Tutti gli Atenei italiani, nel rispondere all’emergenza del COVID-19, hanno reagito con straordinaria prontezza, guidati dall’obiettivo che nessuno studente dovesse perdere lezioni e esami. L’Università di Catania è stata in grado di organizzare, nello spazio di una settimana, l’avvio di lezioni on line che oggi sono erogate da tutti i Corsi di studio, impegnati nel faticoso compito di realizzare esami e lauree, predisporre tirocini e laboratori virtuali, programmare le attività di orientamento per gli studenti delle superiori, offrire supporto agli studenti disabili. Tutto rigorosamente on line.
La Dad come risorsa
La didattica a distanza si è rilevata una risorsa preziosissima per consentire il prosieguo delle attività didattiche e assicurare una qualche normalità ai nostri studenti che, lontani e chiusi nelle loro stanze, hanno mantenuto i legami con la comunità accademica grazie a una rete di preziosi rapporti umani e, soprattutto, digitali (connessione internet permettendo).

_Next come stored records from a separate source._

//! Classifier capability: anything that can turn a text segment into a label distribution.
//!
//! The orchestrator only ever sees [`SegmentClassifier`]; concrete backends are picked
//! by [`build_classifier`] from config:
//!
//! * `CLASSIFIER_TEST_MODE=mock` → deterministic [`ScriptedClassifier`].
//! * `provider = "http"` → remote inference service ([`HttpClassifier`]).
//! * `provider = "lexicon"` → in-process lexicon model ([`LexiconClassifier`]).

pub mod http;
pub mod lexicon;
pub mod mock;

use std::sync::Arc;

use async_trait::async_trait;

use crate::config::{ClassifierConfig, ClassifierProvider};
use crate::error::{ClassifierError, PipelineError};
use crate::types::LabelDistribution;

pub use http::HttpClassifier;
pub use lexicon::LexiconClassifier;
pub use mock::{Script, ScriptedClassifier};

pub const ENV_CLASSIFIER_TEST_MODE: &str = "CLASSIFIER_TEST_MODE";

#[async_trait]
pub trait SegmentClassifier: Send + Sync {
    /// Classify one segment.
    async fn classify(&self, text: &str) -> Result<LabelDistribution, ClassifierError>;

    /// Classify several segments in one call. Backends with a native batch
    /// endpoint override this; the default classifies one by one.
    async fn classify_batch(
        &self,
        texts: &[String],
    ) -> Result<Vec<LabelDistribution>, ClassifierError> {
        let mut out = Vec::with_capacity(texts.len());
        for text in texts {
            out.push(self.classify(text).await?);
        }
        Ok(out)
    }

    /// Lightweight reachability check used by `health()`.
    async fn probe(&self) -> Result<(), ClassifierError> {
        self.classify("health check").await.map(|_| ())
    }

    /// Backend name for diagnostics.
    fn name(&self) -> &'static str;

    /// Model identifier reported to API clients.
    fn model(&self) -> &str;
}

pub type DynClassifier = Arc<dyn SegmentClassifier>;

/// Factory: build a classifier according to config and environment.
pub fn build_classifier(cfg: &ClassifierConfig) -> Result<DynClassifier, PipelineError> {
    if std::env::var(ENV_CLASSIFIER_TEST_MODE)
        .map(|v| v == "mock")
        .unwrap_or(false)
    {
        return Ok(Arc::new(ScriptedClassifier::neutral()));
    }

    cfg.validate()?;
    let client: DynClassifier = match cfg.provider {
        ClassifierProvider::Http => Arc::new(HttpClassifier::from_config(cfg)?),
        ClassifierProvider::Lexicon => Arc::new(LexiconClassifier::new()),
        ClassifierProvider::Mock => Arc::new(ScriptedClassifier::neutral()),
    };
    tracing::info!(
        provider = client.name(),
        model = client.model(),
        "classifier ready"
    );
    Ok(client)
}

La transizione a un sistema di didattica a distanza non è stata indolore. Vorrei chiarire questo aspetto ai lettori (ma anche ai vertici istituzionali): da un giorno all’altro, docenti che avevano svolto la loro didattica in presenza sono stati catapultati di fronte al video dei loro computer, armati del senso di dovere e di attaccamento all’istituzione e della consapevolezza dei loro compiti educativi. Quelle università che avevano già avviato in anni recenti la formazione a distanza (e ve ne sono diverse fra le pubbliche, provviste di Centri di didattica on-line o di Centri e-learning), non hanno subito alcuna scossa, se non nell’aumento del lavoro nel registrare le lezioni che già erogavano per i loro studenti, così come per i lavoratori.
Sperimentazione forzata
Moltissimi Atenei, invece, la gran parte, direi, si sono ritrovati immersi in una sperimentazione forzata che della sperimentazione non ha avuto nulla. Non si è trattato di collaudare l’innovazione della didattica a distanza su scala nazionale, valutandone gli esiti. Non si è pensato di controllare con opportuni strumenti i risultati di un processo volutamente indirizzato, verificando, ad esempio, come reagivano gli studenti e i docenti, che pure partecipano con tanta dedizione a questa prova. Ma, soprattutto, forse anche a causa delle condizioni di emergenza, non si è affrontato con i docenti il discorso sulla valenza dell’attività a distanza, sul rinnovamento delle metodologie di insegnamento e di valutazione, sulla modifica delle relazioni fra studenti e insegnanti. Eppure la pedagogia si occupa da tempo delle regole di impostazione didattica che presiedono alla costruzione di attività on-line e molti colleghi pedagogisti, in tutta Italia, ne hanno fatto uno specifico campo di ricerca e di applicazione. Ignorando la didattica dell’insegnamento on line – che richiede tempi di lezione ridotti, un’organizzazione ben strutturata dell’attività da condurre, la predisposizione di attività specifiche per l’interazione con gli studenti – ci si è illusi che la replica delle modalità trasmissive proprie di molte lezioni in presenza, alle quali i nostri studenti sono avvezzi, potesse risolvere l’emergenza. Solo che quella che si riteneva un’emergenza di poche settimane sta diventando una situazione che, a sentire le previsioni, potrebbe vedere il ritorno gli studenti in aula tra fine settembre e gennaio 2021.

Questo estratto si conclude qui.